Your glory, LORD, lights up the world; where love is real, it shines.

 My beloved friends, let us continue to love each other since love comes from God. Everyone who loves is born of God and experiences a relationship with God. The person who refuses to love doesn’t know the first thing about God, because God is love—so you can’t know him if you don’t love. This is how God showed his love for us: God sent his only Son into the world so we might live through him. This is the kind of love we are talking about—not that we once upon a time loved God, but that he loved us and sent his Son as a sacrifice to clear away our sins and the damage they’ve done to our relationship with God.

My dear, dear friends, if God loved us like this, we certainly ought to love each other. No one has seen God, ever.

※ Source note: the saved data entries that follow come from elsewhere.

//! Document-wide font role classification.
//!
//! Body text is the font size carrying the most characters in the document.
//! Every distinct size larger than that is a heading level, ranked from the
//! largest (level 1) down. Weighting by characters instead of run counts keeps
//! a short, frequently repeated heading from outvoting pages of prose.
//!
//! Classification is keyed by size rather than font id, since extractors that
//! declare fonts per page do not keep ids stable across the document.

use crate::fonts::FontLookup;
use crate::layout::fragment::Fragment;
use serde::{Deserialize, Serialize};
use std::collections::BTreeMap;

/// Sizes are compared after rounding to this many steps per unit.
const SIZE_KEY_SCALE: f32 = 100.0;

fn size_key(size: f32) -> i64 {
    (size * SIZE_KEY_SCALE).round() as i64
}

fn key_size(key: i64) -> f32 {
    key as f32 / SIZE_KEY_SCALE
}

/// Structural role of a line.
#[derive(Debug, Clone, Copy, PartialEq, Eq, Hash, Serialize, Deserialize)]
pub enum Role {
    /// Body text
    Body,
    /// Heading of the given level; 1 is the most prominent
    Header(u32),
}

impl Role {
    /// Heading level, or `None` for body text.
    ///
    /// # Examples
    ///
    /// ```
    /// use pdf_sections::layout::Role;
    ///
    /// assert_eq!(Role::Header(2).level(), Some(2));
    /// assert_eq!(Role::Body.level(), None);
    /// ```
    pub fn level(&self) -> Option<u32> {
        match self {
            Role::Body => None,
            Role::Header(level) => Some(*level),
        }
    }

    /// True for any heading level.
    pub fn is_header(&self) -> bool {
        matches!(self, Role::Header(_))
    }
}

/// Font size → role mapping for one document.
#[derive(Debug, Clone, Default, PartialEq)]
pub struct RoleMap {
    body_key: Option<i64>,
    /// Header size keys, largest first
    header_keys: Vec<i64>,
}

impl RoleMap {
    /// Role of a font size.
    pub fn role_for_size(&self, size: f32) -> Role {
        let key = size_key(size);
        match self.header_keys.iter().position(|k| *k == key) {
            Some(idx) => Role::Header(idx as u32 + 1),
            None => Role::Body,
        }
    }

    /// Role of a font id; unresolvable ids are body text.
    pub fn role_for_font(&self, font_id: &str, fonts: &FontLookup<'_>) -> Role {
        match fonts.size_of(font_id) {
            Some(size) => self.role_for_size(size),
            None => {
                log::debug!("Font id '{}' not in font table, treating as body", font_id);
                Role::Body
            },
        }
    }

    /// Classified body size, if the document had any countable text.
    pub fn body_size(&self) -> Option<f32> {
        self.body_key.map(key_size)
    }

    /// Header sizes, level 1 first.
    pub fn header_sizes(&self) -> Vec<f32> {
        self.header_keys.iter().copied().map(key_size).collect()
    }

    /// Number of header levels (K).
    pub fn header_depth(&self) -> u32 {
        self.header_keys.len() as u32
    }
}

/// Accumulates character volume per font size, then ranks the sizes.
///
/// # Examples
///
/// ```
/// use pdf_sections::layout::{FontRoleClassifier, Role};
///
/// let mut classifier = FontRoleClassifier::new();
/// classifier.add(12.0, 2500);
/// classifier.add(20.0, 40);
/// classifier.add(16.0, 120);
/// classifier.add(9.0, 300);
/// let roles = classifier.finish();
///
/// assert_eq!(roles.body_size(), Some(12.0));
/// assert_eq!(roles.role_for_size(20.0), Role::Header(1));
/// assert_eq!(roles.role_for_size(16.0), Role::Header(2));
/// assert_eq!(roles.role_for_size(9.0), Role::Body);
/// assert_eq!(roles.header_depth(), 2);
/// ```
#[derive(Debug, Clone, Default)]
pub struct FontRoleClassifier {
    volume: BTreeMap<i64, usize>,
}

impl FontRoleClassifier {
    /// Create an empty classifier.
    pub fn new() -> Self {
        Self::default()
    }

    /// Add `chars` characters of text set at `size`.
    pub fn add(&mut self, size: f32, chars: usize) {
        if chars == 0 || !size.is_finite() {
            return;
        }
        *self.volume.entry(size_key(size)).or_insert(0) += chars;
    }

    /// Add one fragment, resolving its size through `fonts`.
    ///
    /// Fragments with an unresolvable font id carry no size and are skipped.
    pub fn add_fragment(&mut self, fragment: &Fragment, fonts: &FontLookup<'_>) {
        if let Some(size) = fonts.size_of(&fragment.font_id) {
            self.add(size, fragment.char_count());
        }
    }

    /// Rank the accumulated sizes into a role map.
    pub fn finish(self) -> RoleMap {
        // Ascending scan with strict `>` keeps the smaller size on ties
        let mut body: Option<(i64, usize)> = None;
        for (&key, &chars) in &self.volume {
            if body.map_or(true, |(_, best)| chars > best) {
                body = Some((key, chars));
            }
        }

        let body_key = match body {
            Some((key, _)) => key,
            None => return RoleMap::default(),
        };

        let header_keys: Vec<i64> = self
            .volume
            .keys()
            .rev()
            .copied()
            .filter(|key| *key > body_key)
            .collect();

        log::info!(
            "Detected {} header levels above body size {}",
            header_keys.len(),
            key_size(body_key)
        );

        RoleMap {
            body_key: Some(body_key),
            header_keys,
        }
    }
}
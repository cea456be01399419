//! Adaptive vertical thresholds derived from each page's own geometry.
//!
//! Fixed pixel constants break as soon as a document uses a different base
//! font size or its renderer adds a little baseline noise. Both estimates
//! here start from the page's dominant measurement and scale from it.

use crate::layout::fragment::Fragment;
use crate::layout::line::Line;
use crate::layout::stats;
use crate::pipeline::config::{LineSpacingConfig, ToleranceConfig};
use crate::utils::safe_float_cmp;

/// Estimate the maximum `top` difference for two fragments to share a line.
///
/// 1. The dominant fragment height (mode, smaller value on ties, median when
///    no height repeats) is taken as the single-line height.
/// 2. Consecutive `top` differences below half that height are jitter.
/// 3. With jitter: `mean + 2σ`, clamped to `[2, 0.3 × height]`.
///    Without jitter: `max(2, 0.1 × height)`.
///
/// Pages with fewer than two fragments get the fixed fallback (3 units).
///
/// # Examples
///
/// ```
/// use pdf_sections::layout::{estimate_tolerance, Fragment};
/// use pdf_sections::pipeline::config::ToleranceConfig;
///
/// let fragments = vec![
///     Fragment::new("Header", 10.0, 0.0, 60.0, 20.0, "1"),
///     Fragment::new("Intro", 10.4, 70.0, 50.0, 20.0, "1"),
///     Fragment::new("This is body.", 40.0, 0.0, 120.0, 12.0, "0"),
///     Fragment::new("Second para.", 80.0, 0.0, 110.0, 12.0, "0"),
/// ];
/// let tolerance = estimate_tolerance(&fragments, &ToleranceConfig::default());
/// assert_eq!(tolerance, 2.0);
/// ```
pub fn estimate_tolerance(fragments: &[Fragment], config: &ToleranceConfig) -> f32 {
    if fragments.len() < 2 {
        return config.fallback;
    }

    let heights: Vec<f32> = fragments.iter().map(Fragment::height).collect();
    let dominant = match stats::mode_or_median(&heights) {
        Some(h) => h,
        None => return config.fallback,
    };

    let mut tops: Vec<f32> = fragments.iter().map(Fragment::top).collect();
    tops.sort_by(|a, b| safe_float_cmp(*a, *b));

    let jitter_limit = dominant * config.jitter_height_ratio;
    let jitter: Vec<f32> = tops
        .windows(2)
        .map(|w| w[1] - w[0])
        .filter(|d| *d >= 0.0 && *d < jitter_limit)
        .collect();

    let tolerance = match stats::mean(&jitter) {
        Some(avg) => {
            let raw = avg + config.stdev_multiplier * stats::sample_stdev(&jitter);
            raw.min(dominant * config.max_height_ratio).max(config.min)
        },
        None => config.min.max(dominant * config.no_jitter_height_ratio),
    };

    log::debug!(
        "Line tolerance {:.2} (dominant height {:.2}, {} jitter samples)",
        tolerance,
        dominant,
        jitter.len()
    );
    tolerance
}

/// Estimate the page's vertical merge limit from finished lines.
///
/// Gaps between consecutive lines (`top` of a line minus `bottom` of the one
/// above) in `[0, max_gap)` are collected; the dominant gap plus half a
/// standard deviation is the largest gap that still reads as "next line of
/// the same block".
pub fn estimate_line_spacing(lines: &[Line], config: &LineSpacingConfig) -> f32 {
    if lines.len() < 2 {
        return config.fallback;
    }

    let gaps: Vec<f32> = lines
        .windows(2)
        .map(|w| w[1].top - w[0].bottom)
        .filter(|g| *g >= 0.0 && *g < config.max_gap)
        .collect();

    let dominant = match stats::mode_or_median(&gaps) {
        Some(g) => g,
        None => return config.fallback,
    };

    if gaps.len() > 1 {
        dominant + config.stdev_factor * stats::sample_stdev(&gaps)
    } else {
        dominant + config.single_gap_buffer
    }
}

But if we love one another, God dwells deeply within us, and his love becomes complete in us—perfect love!

I John 4:7-12 MSG

Anticipation

All around the world children climb in bed tonight, barely able to close their eyes because they can hardly wait for the celebration tomorrow.

Anticipation is a powerful motivator.

Looking forward to a reward, children may find that they really CAN behave.  Thinking ahead to family flooding in, parents might realize that those piles of clutter that have been too big to tackle are easy to get rid of.

Presents, food and family fellowship will bring in the new day.

Anticipation fuels expectations and all too often our perfectly imagined Christmas morning doesn’t quite measure up.

Inevitably someone will be disappointed because what they thought they were getting for Christmas isn’t under the tree.  Eventually a cross word disrupts the harmony and hurt feelings reign.

People disappoint us.  Life rarely turns out the way we think it should or hope it will.

But there is One in Whom I can place my trust.  One Whose name is Faithful and True.

He came as a Babe but reigns as a King.

My heart longs for the day when wrong is made right and my faith made sight.

On that Day, I will take hold of my heart’s hope and I will not be disappointed.

Until then I will rest in the real promise of Christmas:

At once the angel was joined by a huge angelic choir singing God’s praises: Glory to God in the heavenly heights, Peace to all men and women on earth who please him.